* [WORK TASK]: Only the lines below from the one containing "fn group_digits(digits: &str, grouping: Grouping)" to the one containing "the slot changed." should be repeated, both included and unchanged.

* [Source data]:

"""

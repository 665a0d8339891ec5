//! Presentation helpers for the headline figures.
//!
//! The calculators return bare numbers; this module turns them into the
//! strings a result card shows (`Total Value: ₹11,61,695`) and keeps the
//! caller-side memory of the last successful result per calculator.

use serde::{Deserialize, Serialize};

use crate::time_value::round_currency;
use crate::types::{Calculator, Money};
use crate::FinanceResult;

/// Digit grouping for the integer part of an amount.
#[derive(Debug, Clone, Copy, Default, PartialEq, Eq, Serialize, Deserialize)]
#[serde(rename_all = "lowercase")]
pub enum Grouping {
    /// 12,34,567 (lakh/crore)
    #[default]
    Indian,
    /// 1,234,567
    Western,
}

#[derive(Debug, Clone, PartialEq, Eq, Serialize, Deserialize)]
#[serde(default)]
pub struct DisplayConfig {
    pub currency_symbol: String,
    pub grouping: Grouping,
}

impl Default for DisplayConfig {
    fn default() -> Self {
        DisplayConfig {
            currency_symbol: "₹".to_string(),
            grouping: Grouping::Indian,
        }
    }
}

/// Format an amount as whole currency units with thousands separators,
/// e.g. `₹11,61,695`. The sign follows the symbol, as the web UI shows it:
/// `₹-14,58,190`.
pub fn format_amount(value: Money, config: &DisplayConfig) -> String {
    let rounded = round_currency(value);
    let digits = format!("{:.0}", rounded.abs());
    let sign = if rounded < 0.0 { "-" } else { "" };
    format!(
        "{}{sign}{}",
        config.currency_symbol,
        group_digits(&digits, config.grouping)
    )
}

/// `"<label>: <amount>"` as shown under each calculator.
pub fn format_result(calculator: Calculator, value: Money, config: &DisplayConfig) -> String {
    format!(
        "{}: {}",
        calculator.result_label(),
        format_amount(value, config)
    )
}

fn group_digits(digits: &str, grouping: Grouping) -> String {
    if digits.len() <= 3 {
        return digits.to_string();
    }

    let (head, tail) = digits.split_at(digits.len() - 3);
    let group = match grouping {
        Grouping::Indian => 2,
        Grouping::Western => 3,
    };

    let mut groups: Vec<&str> = Vec::new();
    let mut end = head.len();
    while end > 0 {
        let start = end.saturating_sub(group);
        groups.push(&head[start..end]);
        end = start;
    }
    groups.reverse();
    groups.push(tail);
    groups.join(",")
}

/// Last successful result per calculator, held by the caller.
///
/// Each slot is unset until its calculator first succeeds. Failed
/// computations leave the previous value in place, so a form can show an
/// error next to the last good figure.
#[derive(Debug, Clone, Default, PartialEq, Serialize, Deserialize)]
pub struct ResultBoard {
    pub sip: Option<Money>,
    pub swp: Option<Money>,
    pub loan: Option<Money>,
    pub fd: Option<Money>,
}

impl ResultBoard {
    pub fn get(&self, calculator: Calculator) -> Option<Money> {
        match calculator {
            Calculator::Sip => self.sip,
            Calculator::Swp => self.swp,
            Calculator::Loan => self.loan,
            Calculator::Fd => self.fd,
        }
    }

    /// Store `outcome` if it succeeded. Returns whether the slot changed.
    pub fn record(&mut self, calculator: Calculator, outcome: &FinanceResult<Money>) -> bool {
        let Ok(value) = outcome else {
            return false;
        };
        let slot = match calculator {
            Calculator::Sip => &mut self.sip,
            Calculator::Swp => &mut self.swp,
            Calculator::Loan => &mut self.loan,
            Calculator::Fd => &mut self.fd,
        };
        *slot = Some(*value);
        true
    }

    /// Rendered result line, or `None` while the slot is unset.
    pub fn render(&self, calculator: Calculator, config: &DisplayConfig) -> Option<String> {
        self.get(calculator)
            .map(|value| format_result(calculator, value, config))
    }
}

#[cfg(test)]
mod tests {
    use super::*;
    use crate::error::FinanceError;
    use pretty_assertions::assert_eq;

    fn western() -> DisplayConfig {
        DisplayConfig {
            currency_symbol: "$".into(),
            grouping: Grouping::Western,
        }
    }

    #[test]
    fn test_indian_grouping() {
        let cfg = DisplayConfig::default();
        assert_eq!(format_amount(1_161_695.0, &cfg), "₹11,61,695");
        assert_eq!(format_amount(10_797.0, &cfg), "₹10,797");
        assert_eq!(format_amount(999.0, &cfg), "₹999");
        assert_eq!(format_amount(123_456_789.0, &cfg), "₹12,34,56,789");
    }

    #[test]
    fn test_western_grouping() {
        assert_eq!(format_amount(1_161_695.0, &western()), "$1,161,695");
        assert_eq!(format_amount(1000.0, &western()), "$1,000");
    }

    #[test]
    fn test_negative_amount() {
        assert_eq!(
            format_amount(-1_458_190.0, &DisplayConfig::default()),
            "₹-14,58,190"
        );
        assert_eq!(format_amount(-1_234_567.0, &western()), "₹-1,234,567");
        assert_eq!(format_amount(-0.2, &DisplayConfig::default()), "₹0");
    }

    #[test]
    fn test_format_result_label() {
        assert_eq!(
            format_result(Calculator::Loan, 10_797.0, &DisplayConfig::default()),
            "Monthly EMI: ₹10,797"
        );
    }

    #[test]
    fn test_result_board_keeps_last_success() {
        let mut board = ResultBoard::default();
        assert_eq!(board.render(Calculator::Sip, &DisplayConfig::default()), None);

        assert!(board.record(Calculator::Sip, &Ok(1_161_695.0)));
        let failed: FinanceResult<Money> = Err(FinanceError::invalid("time", "is required"));
        assert!(!board.record(Calculator::Sip, &failed));

        assert_eq!(board.get(Calculator::Sip), Some(1_161_695.0));
        assert_eq!(board.get(Calculator::Fd), None);
        assert_eq!(
            board.render(Calculator::Sip, &DisplayConfig::default()).as_deref(),
            Some("Total Value: ₹11,61,695")
        );
    }
}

"""

* [ANSWER TO THE PROBLEM]:
fn group_digits(digits: &str, grouping: Grouping) -> String {
    if digits.len() <= 3 {
        return digits.to_string();
    }

    let (head, tail) = digits.split_at(digits.len() - 3);
    let group = match grouping {
        Grouping::Indian => 2,
        Grouping::Western => 3,
    };

    let mut groups: Vec<&str> = Vec::new();
    let mut end = head.len();
    while end > 0 {
        let start = end.saturating_sub(group);
        groups.push(&head[start..end]);
        end = start;
    }
    groups.reverse();
    groups.push(tail);
    groups.join(",")
}

/// Last successful result per calculator, held by the caller.
///
/// Each slot is unset until its calculator first succeeds. Failed
/// computations leave the previous value in place, so a form can show an
/// error next to the last good figure.
#[derive(Debug, Clone, Default, PartialEq, Serialize, Deserialize)]
pub struct ResultBoard {
    pub sip: Option<Money>,
    pub swp: Option<Money>,
    pub loan: Option<Money>,
    pub fd: Option<Money>,
}

impl ResultBoard {
    pub fn get(&self, calculator: Calculator) -> Option<Money> {
        match calculator {
            Calculator::Sip => self.sip,
            Calculator::Swp => self.swp,
            Calculator::Loan => self.loan,
            Calculator::Fd => self.fd,
        }
    }

    /// Store `outcome` if it succeeded. Returns whether the slot changed.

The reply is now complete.